━━━ Task data
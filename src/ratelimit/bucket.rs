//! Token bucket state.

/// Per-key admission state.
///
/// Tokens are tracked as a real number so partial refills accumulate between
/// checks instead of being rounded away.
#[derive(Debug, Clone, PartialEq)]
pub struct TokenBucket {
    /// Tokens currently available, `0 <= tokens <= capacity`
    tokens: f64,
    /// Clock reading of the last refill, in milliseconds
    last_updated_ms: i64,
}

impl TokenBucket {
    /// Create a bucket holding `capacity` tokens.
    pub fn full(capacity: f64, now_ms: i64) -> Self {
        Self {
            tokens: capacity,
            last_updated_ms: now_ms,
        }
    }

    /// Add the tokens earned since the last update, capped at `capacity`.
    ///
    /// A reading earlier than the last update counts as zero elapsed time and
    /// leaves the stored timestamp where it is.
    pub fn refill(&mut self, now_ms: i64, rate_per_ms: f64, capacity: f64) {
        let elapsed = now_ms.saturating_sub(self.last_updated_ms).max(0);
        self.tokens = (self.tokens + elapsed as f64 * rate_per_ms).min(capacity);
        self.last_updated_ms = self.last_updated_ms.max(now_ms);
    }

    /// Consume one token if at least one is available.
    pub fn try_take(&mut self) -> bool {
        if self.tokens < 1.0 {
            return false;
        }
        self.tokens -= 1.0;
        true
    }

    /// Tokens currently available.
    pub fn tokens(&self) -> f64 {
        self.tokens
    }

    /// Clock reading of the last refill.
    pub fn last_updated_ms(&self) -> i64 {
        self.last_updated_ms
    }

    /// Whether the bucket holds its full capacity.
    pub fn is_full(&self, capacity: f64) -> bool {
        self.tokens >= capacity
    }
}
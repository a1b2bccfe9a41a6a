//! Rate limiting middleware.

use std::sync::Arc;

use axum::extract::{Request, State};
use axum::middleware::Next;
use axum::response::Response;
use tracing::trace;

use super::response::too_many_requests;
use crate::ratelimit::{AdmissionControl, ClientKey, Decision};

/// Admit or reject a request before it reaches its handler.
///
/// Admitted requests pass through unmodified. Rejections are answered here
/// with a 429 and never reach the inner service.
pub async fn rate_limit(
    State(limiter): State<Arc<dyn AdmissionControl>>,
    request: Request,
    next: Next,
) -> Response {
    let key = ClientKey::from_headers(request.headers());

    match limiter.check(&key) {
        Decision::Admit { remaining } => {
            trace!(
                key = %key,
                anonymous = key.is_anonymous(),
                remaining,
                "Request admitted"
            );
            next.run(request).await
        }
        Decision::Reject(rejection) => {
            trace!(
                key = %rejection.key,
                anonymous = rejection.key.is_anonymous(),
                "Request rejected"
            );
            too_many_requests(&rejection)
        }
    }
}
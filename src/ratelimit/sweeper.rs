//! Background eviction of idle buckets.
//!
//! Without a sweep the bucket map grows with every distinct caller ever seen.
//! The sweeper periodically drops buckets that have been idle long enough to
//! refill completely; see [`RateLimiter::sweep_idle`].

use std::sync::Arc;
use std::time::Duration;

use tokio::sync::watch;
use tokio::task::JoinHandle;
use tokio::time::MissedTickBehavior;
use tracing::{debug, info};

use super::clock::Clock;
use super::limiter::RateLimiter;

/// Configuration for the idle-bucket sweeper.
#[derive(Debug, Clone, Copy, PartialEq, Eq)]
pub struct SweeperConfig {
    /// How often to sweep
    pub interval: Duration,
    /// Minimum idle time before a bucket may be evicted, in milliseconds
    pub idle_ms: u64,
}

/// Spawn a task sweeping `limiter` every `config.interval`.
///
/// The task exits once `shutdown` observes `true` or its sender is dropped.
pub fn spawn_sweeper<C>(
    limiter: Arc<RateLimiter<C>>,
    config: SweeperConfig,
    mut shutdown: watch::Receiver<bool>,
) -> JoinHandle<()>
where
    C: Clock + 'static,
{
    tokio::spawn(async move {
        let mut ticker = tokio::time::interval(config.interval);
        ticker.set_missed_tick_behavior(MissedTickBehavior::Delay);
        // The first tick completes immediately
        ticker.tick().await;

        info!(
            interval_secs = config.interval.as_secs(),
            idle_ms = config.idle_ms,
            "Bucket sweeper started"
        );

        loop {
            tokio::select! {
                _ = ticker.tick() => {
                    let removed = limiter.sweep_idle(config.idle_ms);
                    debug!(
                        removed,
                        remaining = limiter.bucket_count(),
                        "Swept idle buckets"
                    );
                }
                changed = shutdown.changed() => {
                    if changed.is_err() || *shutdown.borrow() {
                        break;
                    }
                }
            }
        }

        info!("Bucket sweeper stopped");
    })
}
━━━━━━
● Problem
When the entries above show the word "PartialEq" in a line, copy that line out.

● Exercise result
#[derive(Debug, Clone, PartialEq)]
#[derive(Debug, Clone, Copy, PartialEq, Eq)]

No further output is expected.